Then Reid launched forward and ran into the trees. He made small yipping sounds that got the others even more worked up than they already were. They answered with similar sounds, and one by one, according to hierarchy, followed him into the trees. I was left alone in the circle of power.

And it didn’t drain the way it had the first time. It stayed with me, less than when the wolves were with me, but still there. When I stepped into the trees, I felt it drain out with me, and I knew that if any other human walked in there now it would just be a patch of dead earth.

I made my way through the trees, back home. I felt the night air almost like a whisper on my skin, and I could feel the power of the pack, knew where they were. I knew this wasn’t going to last, not while Reid was away. I couldn’t draw power by myself the way I could when I was with him. It was because of him.

But I loved it. I loved that I was part of something bigger, and I relished the power, drank in the energy. It was so much more than just an ordinary human life.

And I knew there was no way I could go back. It was the reason I’d married Reid in the first place, even when I knew he was a wolf. His power had touched me from the start, even if it hadn’t been that prominent then. A life without him just wouldn’t have been enough.

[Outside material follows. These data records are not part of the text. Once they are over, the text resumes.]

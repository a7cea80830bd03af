pub mod cache;
pub mod engine;
pub mod indicators;
pub mod orchestrator;
pub mod schedule;
pub mod series;
pub mod signal_service;
pub mod sqlite_store;
pub mod store;
pub mod updater;

pub use cache::{Cache, CacheStats};
pub use engine::{IndicatorEngine, IndicatorParams};
pub use orchestrator::{backoff_delay, BatchCounters, BatchOrchestrator, CancelHandle};
pub use schedule::{duration_until_next_run, next_run_after};
pub use series::SeriesBuffer;
pub use signal_service::SignalService;
pub use sqlite_store::SqliteStore;
pub use store::IndicatorStore;
pub use updater::IncrementalUpdater;
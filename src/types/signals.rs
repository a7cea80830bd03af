use super::InstrumentId;
use chrono::NaiveDate;
use serde::{Deserialize, Serialize};

/// Overall direction of a signal set.
#[derive(Debug, Clone, Copy, PartialEq, Eq, Hash, Serialize, Deserialize, Default)]
#[serde(rename_all = "snake_case")]
pub enum SignalDirection {
    Buy,
    Sell,
    #[default]
    Neutral,
}

impl SignalDirection {
    /// Classify by majority of buy vs sell signals. Ties are neutral.
    pub fn from_counts(buy: usize, sell: usize) -> Self {
        match buy.cmp(&sell) {
            std::cmp::Ordering::Greater => SignalDirection::Buy,
            std::cmp::Ordering::Less => SignalDirection::Sell,
            std::cmp::Ordering::Equal => SignalDirection::Neutral,
        }
    }

    /// Get display label for this direction.
    pub fn label(&self) -> &'static str {
        match self {
            SignalDirection::Buy => "Buy",
            SignalDirection::Sell => "Sell",
            SignalDirection::Neutral => "Neutral",
        }
    }
}

/// Names of the signals emitted by the classifier.
pub mod names {
    pub const RSI_OVERSOLD: &str = "RSI oversold";
    pub const RSI_OVERBOUGHT: &str = "RSI overbought";
    pub const RSI_NEUTRAL: &str = "RSI neutral";
    pub const MACD_BULLISH_CROSS: &str = "MACD bullish cross";
    pub const MACD_BEARISH_CROSS: &str = "MACD bearish cross";
    pub const MA_BULLISH_ALIGNMENT: &str = "MA bullish alignment";
    pub const MA_BEARISH_ALIGNMENT: &str = "MA bearish alignment";
    pub const MA_MIXED: &str = "MA mixed";
    pub const KD_OVERSOLD: &str = "KD oversold";
    pub const KD_OVERBOUGHT: &str = "KD overbought";
    pub const KD_NEUTRAL: &str = "KD neutral";
    pub const BAND_FLOOR_TOUCH: &str = "band floor touch";
    pub const BAND_CEILING_TOUCH: &str = "band ceiling touch";
    pub const BAND_INSIDE: &str = "inside bands";
}

/// Buy/sell/neutral classification derived from the latest indicator row.
#[derive(Debug, Clone, PartialEq, Eq, Default, Serialize, Deserialize)]
pub struct SignalSet {
    pub buy_signals: Vec<String>,
    pub sell_signals: Vec<String>,
    pub neutral_signals: Vec<String>,
    pub overall: SignalDirection,
    /// Absolute difference between buy and sell bucket sizes.
    pub strength: usize,
}

impl SignalSet {
    /// Build a signal set from its three buckets.
    pub fn from_buckets(
        buy_signals: Vec<String>,
        sell_signals: Vec<String>,
        neutral_signals: Vec<String>,
    ) -> Self {
        let buy = buy_signals.len();
        let sell = sell_signals.len();
        Self {
            buy_signals,
            sell_signals,
            neutral_signals,
            overall: SignalDirection::from_counts(buy, sell),
            strength: buy.abs_diff(sell),
        }
    }
}

/// Signals for the most recent stored row of an instrument.
#[derive(Debug, Clone, PartialEq, Serialize, Deserialize)]
pub struct LatestSignals {
    pub instrument_id: InstrumentId,
    pub trade_date: NaiveDate,
    pub last_close: f64,
    pub signals: SignalSet,
}

#[cfg(test)]
mod tests {
    use super::*;

    #[test]
    fn test_direction_from_counts() {
        assert_eq!(SignalDirection::from_counts(3, 1), SignalDirection::Buy);
        assert_eq!(SignalDirection::from_counts(0, 2), SignalDirection::Sell);
        assert_eq!(SignalDirection::from_counts(2, 2), SignalDirection::Neutral);
        assert_eq!(SignalDirection::from_counts(0, 0), SignalDirection::Neutral);
    }

    #[test]
    fn test_signal_set_strength() {
        let set = SignalSet::from_buckets(
            vec![names::RSI_OVERSOLD.to_string()],
            vec![
                names::KD_OVERBOUGHT.to_string(),
                names::BAND_CEILING_TOUCH.to_string(),
                names::MACD_BEARISH_CROSS.to_string(),
            ],
            vec![],
        );
        assert_eq!(set.overall, SignalDirection::Sell);
        assert_eq!(set.strength, 2);
    }

    #[test]
    fn test_direction_serialization() {
        let json = serde_json::to_string(&SignalDirection::Buy).unwrap();
        assert_eq!(json, "\"buy\"");
        assert_eq!(SignalDirection::Neutral.label(), "Neutral");
    }
}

It was the same now. A normal, human life just wasn’t going to be enough anymore. Once you taste magic, you never want to let it go again.

When I got home I crawled into bed, tucking the covers under my chin. The night pressed against the windows, like it was searching for me.

We’d been through a hell of a journey, Reid and I. But every time it had ended well. That was all I needed. It didn’t matter what came my way now. We were happy, I was happy. And that was good enough for me.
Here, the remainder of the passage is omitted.